The two black boxes containing the flight data recorder and the cockpit voice recorder have not yet been located. The airliner's fuselage, which investigators hope will contain much of the evidence and most of the missing bodies, may have been found on Saturday by a navy sonar device.

"They have found a trail of material on the bottom," said Robert Francis, the NTSB vice chairman heading on site investigations into the crash. "And that trail culminates in a large piece of something under there." Despite the lack of evidence, investigators have made it plain in their public statements, and in their off the record asides to reporters, that they believe TWA 800 was downed by a bomb.

"The chances that this is mechanical are slim," said Mr Jim Kallstrom, the director of the FBI joint anti terrorist task force investigating the crash. "The least likely thing, minus the forensics - which we are waiting for - is mechanical. That's just common sense." Why is it common sense?
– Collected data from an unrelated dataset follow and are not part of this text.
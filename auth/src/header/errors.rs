use thiserror::Error;

/// Error type for `Authorization` header extraction.
#[derive(Debug, Clone, PartialEq, Eq, Error)]
pub enum HeaderError {
    #[error("Missing Authorization header")]
    Missing,

    #[error("Invalid Authorization header format. Expected: {expected}<credential>")]
    Malformed { expected: &'static str },
}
Clive Irving, a New York based British author who has written a book about Boeing and the 747 articulates what has become conventional informed opinion.

"There is no previous example of a complete and instantaneous catastrophe involving a 747 that was not a bomb," Mr Irving said. "If it had been a structural failure, the degree of disintegration would not have been so sudden especially if you take into account the sheer size of the 747." But the means employed by the presumptive "cowards", in Mr Kallstrom's words, to blow up the airliner remain at this stage an unfathomable mystery.